▸ **WHAT YOU WILL DO**
Which lines of the records contain the word "when"? Show each of them.

▸ **EXERCISE DATA**

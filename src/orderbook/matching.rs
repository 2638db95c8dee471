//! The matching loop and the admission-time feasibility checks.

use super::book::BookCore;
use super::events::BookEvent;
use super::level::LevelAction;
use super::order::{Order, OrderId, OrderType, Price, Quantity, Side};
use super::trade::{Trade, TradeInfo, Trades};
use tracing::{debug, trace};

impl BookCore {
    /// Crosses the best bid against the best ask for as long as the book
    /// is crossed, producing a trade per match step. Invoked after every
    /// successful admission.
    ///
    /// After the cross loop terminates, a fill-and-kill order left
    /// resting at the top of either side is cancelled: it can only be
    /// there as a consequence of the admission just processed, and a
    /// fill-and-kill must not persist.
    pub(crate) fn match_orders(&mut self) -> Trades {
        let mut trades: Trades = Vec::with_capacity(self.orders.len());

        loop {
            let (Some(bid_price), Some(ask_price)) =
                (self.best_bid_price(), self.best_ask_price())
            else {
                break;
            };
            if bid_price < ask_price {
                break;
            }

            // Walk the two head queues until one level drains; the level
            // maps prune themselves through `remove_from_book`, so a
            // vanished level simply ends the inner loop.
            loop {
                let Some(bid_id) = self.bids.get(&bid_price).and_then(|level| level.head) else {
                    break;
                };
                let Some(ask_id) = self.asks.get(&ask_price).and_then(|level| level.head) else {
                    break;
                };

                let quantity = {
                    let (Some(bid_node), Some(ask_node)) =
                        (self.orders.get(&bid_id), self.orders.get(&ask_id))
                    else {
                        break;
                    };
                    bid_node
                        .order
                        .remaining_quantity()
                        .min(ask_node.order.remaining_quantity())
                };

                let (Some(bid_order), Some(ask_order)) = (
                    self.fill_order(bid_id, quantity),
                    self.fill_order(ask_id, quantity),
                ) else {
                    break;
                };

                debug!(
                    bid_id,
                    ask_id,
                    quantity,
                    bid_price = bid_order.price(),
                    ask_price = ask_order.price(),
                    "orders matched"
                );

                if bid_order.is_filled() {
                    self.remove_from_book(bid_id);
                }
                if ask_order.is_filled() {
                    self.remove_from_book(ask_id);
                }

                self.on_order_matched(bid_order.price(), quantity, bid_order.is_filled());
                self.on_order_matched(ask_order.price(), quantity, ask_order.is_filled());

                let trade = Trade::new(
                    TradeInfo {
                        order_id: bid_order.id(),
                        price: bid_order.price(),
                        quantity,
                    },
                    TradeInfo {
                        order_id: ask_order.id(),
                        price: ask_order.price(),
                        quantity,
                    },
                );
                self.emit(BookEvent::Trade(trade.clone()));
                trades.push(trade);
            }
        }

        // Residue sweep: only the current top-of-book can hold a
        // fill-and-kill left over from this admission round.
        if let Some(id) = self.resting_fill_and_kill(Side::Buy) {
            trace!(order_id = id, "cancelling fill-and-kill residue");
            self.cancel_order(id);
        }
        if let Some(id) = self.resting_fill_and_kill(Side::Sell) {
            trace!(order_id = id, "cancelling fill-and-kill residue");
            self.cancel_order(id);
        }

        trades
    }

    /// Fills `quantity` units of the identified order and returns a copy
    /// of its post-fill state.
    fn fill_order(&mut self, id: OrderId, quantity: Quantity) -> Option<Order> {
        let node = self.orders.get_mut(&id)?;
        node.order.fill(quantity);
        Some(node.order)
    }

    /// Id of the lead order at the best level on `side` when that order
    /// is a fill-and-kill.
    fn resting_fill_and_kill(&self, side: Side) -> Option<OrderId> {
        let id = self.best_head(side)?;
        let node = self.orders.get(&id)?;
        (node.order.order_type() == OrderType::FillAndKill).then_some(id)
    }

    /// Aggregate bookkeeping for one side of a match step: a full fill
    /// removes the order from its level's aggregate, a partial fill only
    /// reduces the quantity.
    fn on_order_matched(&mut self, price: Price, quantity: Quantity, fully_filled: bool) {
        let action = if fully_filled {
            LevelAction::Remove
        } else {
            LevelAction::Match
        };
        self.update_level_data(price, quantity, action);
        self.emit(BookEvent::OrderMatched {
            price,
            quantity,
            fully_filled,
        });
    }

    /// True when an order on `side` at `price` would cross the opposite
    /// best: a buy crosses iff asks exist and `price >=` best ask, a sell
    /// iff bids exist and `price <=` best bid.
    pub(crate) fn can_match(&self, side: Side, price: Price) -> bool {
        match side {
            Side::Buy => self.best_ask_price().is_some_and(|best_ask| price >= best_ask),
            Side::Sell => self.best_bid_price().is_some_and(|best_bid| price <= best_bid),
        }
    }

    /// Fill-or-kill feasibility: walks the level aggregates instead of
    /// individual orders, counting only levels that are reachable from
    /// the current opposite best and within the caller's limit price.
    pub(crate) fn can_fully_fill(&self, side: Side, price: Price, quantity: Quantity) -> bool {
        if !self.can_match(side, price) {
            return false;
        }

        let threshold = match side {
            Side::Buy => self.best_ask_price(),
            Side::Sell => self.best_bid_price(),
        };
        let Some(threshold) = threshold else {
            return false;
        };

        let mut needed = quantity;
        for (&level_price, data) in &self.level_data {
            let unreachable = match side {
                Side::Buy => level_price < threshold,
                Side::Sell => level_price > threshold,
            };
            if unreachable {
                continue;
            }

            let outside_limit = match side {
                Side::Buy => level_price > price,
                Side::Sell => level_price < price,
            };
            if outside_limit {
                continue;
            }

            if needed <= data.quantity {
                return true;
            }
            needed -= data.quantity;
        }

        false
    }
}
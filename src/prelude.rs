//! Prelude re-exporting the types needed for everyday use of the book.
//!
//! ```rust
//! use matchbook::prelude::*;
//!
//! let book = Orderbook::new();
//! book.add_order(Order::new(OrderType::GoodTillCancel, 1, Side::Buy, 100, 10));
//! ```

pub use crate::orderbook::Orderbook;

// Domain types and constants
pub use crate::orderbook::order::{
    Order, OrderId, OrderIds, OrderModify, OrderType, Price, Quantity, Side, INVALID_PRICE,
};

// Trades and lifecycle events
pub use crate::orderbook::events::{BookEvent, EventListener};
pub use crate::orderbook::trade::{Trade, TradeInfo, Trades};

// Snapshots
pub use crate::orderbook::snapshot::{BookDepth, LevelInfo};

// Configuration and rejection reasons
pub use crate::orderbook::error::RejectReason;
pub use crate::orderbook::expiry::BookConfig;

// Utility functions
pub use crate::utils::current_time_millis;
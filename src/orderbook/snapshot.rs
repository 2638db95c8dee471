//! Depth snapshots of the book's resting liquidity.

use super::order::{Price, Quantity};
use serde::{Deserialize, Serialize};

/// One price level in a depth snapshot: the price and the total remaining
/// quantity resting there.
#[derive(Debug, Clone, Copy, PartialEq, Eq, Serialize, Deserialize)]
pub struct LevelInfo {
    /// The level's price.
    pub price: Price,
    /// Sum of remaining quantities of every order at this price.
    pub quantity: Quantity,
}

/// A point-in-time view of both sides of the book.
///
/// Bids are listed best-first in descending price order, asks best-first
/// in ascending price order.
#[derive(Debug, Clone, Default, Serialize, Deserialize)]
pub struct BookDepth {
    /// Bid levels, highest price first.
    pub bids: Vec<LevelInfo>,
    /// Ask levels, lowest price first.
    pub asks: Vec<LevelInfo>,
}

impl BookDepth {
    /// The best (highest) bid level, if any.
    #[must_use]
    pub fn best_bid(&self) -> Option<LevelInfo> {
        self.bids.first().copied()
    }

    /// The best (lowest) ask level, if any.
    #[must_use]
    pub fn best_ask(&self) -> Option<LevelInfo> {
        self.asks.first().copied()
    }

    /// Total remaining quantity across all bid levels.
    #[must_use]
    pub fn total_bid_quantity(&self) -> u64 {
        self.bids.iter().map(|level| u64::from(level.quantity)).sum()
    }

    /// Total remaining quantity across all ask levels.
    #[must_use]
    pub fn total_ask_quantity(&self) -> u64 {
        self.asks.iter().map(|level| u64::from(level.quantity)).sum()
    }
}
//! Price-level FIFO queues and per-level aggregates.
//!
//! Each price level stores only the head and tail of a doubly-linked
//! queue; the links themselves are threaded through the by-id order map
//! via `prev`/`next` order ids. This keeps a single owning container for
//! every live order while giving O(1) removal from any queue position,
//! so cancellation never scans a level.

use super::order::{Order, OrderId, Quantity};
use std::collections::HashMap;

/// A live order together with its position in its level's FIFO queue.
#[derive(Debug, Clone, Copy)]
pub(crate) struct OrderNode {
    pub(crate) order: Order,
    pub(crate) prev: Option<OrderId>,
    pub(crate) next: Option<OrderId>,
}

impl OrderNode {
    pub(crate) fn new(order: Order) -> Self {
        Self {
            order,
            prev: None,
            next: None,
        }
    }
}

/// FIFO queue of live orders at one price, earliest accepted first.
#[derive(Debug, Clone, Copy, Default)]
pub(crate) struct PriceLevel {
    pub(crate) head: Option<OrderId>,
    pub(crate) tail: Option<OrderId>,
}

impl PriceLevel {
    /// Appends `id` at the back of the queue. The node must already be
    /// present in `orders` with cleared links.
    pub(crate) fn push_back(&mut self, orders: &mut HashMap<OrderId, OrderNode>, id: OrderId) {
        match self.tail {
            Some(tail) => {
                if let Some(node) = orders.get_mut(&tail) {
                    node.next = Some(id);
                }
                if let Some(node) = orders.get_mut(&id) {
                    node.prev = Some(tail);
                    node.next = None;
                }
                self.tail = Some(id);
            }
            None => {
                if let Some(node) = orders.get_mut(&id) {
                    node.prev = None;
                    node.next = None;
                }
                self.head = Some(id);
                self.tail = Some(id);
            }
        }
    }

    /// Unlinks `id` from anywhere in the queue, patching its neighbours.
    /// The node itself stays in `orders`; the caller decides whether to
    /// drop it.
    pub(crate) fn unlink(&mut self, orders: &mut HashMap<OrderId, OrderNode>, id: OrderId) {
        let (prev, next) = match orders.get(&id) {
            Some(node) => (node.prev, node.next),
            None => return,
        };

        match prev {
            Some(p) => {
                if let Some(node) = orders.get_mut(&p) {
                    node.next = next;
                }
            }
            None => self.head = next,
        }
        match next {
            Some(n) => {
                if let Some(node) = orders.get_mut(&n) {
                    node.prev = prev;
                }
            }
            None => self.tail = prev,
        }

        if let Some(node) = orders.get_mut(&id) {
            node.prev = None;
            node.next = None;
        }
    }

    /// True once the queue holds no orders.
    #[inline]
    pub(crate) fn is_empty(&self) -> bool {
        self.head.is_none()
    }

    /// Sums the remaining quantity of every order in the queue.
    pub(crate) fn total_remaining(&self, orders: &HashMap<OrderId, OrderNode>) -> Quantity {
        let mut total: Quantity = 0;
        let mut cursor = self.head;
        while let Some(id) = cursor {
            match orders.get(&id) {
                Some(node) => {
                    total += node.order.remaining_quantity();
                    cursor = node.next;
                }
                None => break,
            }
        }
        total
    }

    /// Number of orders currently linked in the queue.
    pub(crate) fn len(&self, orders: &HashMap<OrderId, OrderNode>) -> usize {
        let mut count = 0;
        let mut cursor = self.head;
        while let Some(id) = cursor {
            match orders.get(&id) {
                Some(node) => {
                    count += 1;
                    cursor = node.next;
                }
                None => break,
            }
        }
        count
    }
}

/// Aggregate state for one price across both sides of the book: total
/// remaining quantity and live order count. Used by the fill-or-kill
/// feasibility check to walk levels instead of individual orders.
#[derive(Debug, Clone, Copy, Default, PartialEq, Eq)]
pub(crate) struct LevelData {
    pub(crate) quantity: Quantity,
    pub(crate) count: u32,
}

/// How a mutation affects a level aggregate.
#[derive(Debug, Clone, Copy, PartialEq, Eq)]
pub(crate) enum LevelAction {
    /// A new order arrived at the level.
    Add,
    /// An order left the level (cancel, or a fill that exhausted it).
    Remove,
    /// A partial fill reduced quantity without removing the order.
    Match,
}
...
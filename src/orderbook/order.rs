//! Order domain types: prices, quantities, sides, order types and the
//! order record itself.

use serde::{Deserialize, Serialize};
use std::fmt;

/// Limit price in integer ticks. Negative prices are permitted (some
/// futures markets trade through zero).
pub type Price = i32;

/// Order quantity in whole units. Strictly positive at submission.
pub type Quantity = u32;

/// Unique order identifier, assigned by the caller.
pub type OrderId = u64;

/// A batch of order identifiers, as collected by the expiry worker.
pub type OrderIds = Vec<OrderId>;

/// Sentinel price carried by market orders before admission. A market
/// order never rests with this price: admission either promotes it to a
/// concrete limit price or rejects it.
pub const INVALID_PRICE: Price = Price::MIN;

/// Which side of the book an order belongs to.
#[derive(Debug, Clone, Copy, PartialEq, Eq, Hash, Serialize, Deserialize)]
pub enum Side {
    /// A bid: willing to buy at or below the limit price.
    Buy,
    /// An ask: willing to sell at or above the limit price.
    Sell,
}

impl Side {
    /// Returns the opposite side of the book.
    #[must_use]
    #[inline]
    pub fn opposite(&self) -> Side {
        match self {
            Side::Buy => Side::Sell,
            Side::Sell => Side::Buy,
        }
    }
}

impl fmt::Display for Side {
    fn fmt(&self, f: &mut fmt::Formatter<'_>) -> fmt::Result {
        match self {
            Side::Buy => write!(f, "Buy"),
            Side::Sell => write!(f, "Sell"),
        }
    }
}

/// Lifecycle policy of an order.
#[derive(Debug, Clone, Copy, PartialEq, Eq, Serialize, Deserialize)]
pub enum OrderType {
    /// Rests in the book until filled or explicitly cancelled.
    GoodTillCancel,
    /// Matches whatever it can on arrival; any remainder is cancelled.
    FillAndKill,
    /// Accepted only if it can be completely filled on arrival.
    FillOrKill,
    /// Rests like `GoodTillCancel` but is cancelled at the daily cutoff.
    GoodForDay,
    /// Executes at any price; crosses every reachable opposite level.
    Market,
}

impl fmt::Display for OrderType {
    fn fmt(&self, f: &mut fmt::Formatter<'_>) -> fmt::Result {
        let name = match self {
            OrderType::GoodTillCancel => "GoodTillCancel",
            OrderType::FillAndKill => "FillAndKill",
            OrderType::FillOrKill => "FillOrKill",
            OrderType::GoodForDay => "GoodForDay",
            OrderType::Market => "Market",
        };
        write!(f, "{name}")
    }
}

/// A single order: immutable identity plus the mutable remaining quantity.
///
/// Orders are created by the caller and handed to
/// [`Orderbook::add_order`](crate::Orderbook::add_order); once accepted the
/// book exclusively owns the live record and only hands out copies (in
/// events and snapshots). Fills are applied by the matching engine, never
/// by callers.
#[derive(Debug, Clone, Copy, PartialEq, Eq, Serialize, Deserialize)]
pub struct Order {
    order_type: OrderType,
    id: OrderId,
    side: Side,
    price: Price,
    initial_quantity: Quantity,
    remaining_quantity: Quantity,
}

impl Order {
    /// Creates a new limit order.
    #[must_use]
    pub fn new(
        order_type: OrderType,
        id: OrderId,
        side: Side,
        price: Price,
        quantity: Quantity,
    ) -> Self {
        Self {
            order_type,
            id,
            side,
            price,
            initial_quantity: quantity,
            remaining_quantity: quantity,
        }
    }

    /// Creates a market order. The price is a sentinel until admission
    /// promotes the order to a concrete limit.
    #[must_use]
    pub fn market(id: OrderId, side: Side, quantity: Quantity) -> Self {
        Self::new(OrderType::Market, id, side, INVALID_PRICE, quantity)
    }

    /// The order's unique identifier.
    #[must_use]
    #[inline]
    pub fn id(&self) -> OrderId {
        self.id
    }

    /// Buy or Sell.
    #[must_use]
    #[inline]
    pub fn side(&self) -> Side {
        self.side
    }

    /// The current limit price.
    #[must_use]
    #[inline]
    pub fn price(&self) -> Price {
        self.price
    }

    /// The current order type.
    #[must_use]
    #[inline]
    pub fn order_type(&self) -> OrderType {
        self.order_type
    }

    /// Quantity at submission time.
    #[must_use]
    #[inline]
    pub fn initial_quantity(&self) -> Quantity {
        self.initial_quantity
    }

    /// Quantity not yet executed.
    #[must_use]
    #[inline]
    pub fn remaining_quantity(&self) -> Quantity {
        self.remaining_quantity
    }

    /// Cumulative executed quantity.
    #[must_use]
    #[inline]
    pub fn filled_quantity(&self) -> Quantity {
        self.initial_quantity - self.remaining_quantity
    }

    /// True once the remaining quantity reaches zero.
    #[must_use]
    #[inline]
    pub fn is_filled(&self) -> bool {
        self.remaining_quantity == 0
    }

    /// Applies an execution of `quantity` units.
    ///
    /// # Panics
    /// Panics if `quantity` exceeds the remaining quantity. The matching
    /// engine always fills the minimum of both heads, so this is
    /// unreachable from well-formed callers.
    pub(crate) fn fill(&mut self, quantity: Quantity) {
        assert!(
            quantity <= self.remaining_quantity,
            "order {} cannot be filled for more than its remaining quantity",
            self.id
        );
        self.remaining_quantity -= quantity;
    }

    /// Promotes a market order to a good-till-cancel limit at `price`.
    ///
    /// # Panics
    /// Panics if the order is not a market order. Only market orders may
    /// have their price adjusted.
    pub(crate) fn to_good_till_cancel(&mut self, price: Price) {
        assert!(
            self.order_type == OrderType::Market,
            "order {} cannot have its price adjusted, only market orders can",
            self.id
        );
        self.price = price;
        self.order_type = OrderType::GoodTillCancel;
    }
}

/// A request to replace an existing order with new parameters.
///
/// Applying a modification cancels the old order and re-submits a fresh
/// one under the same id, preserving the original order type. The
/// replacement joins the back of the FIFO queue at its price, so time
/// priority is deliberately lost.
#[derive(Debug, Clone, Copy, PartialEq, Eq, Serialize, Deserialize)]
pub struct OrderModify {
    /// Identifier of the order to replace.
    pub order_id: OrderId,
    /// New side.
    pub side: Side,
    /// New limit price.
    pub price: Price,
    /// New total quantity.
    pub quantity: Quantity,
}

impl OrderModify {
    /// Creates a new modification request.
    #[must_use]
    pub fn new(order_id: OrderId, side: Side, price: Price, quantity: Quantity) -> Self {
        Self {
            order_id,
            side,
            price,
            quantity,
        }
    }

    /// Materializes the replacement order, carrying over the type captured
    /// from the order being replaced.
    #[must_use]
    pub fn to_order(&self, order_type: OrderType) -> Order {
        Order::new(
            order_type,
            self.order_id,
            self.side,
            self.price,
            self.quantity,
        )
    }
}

▸ **SOLVED EXERCISE**
    /// Id of the lead order at the best level on `side` when that order
    /// True when an order on `side` at `price` would cross the opposite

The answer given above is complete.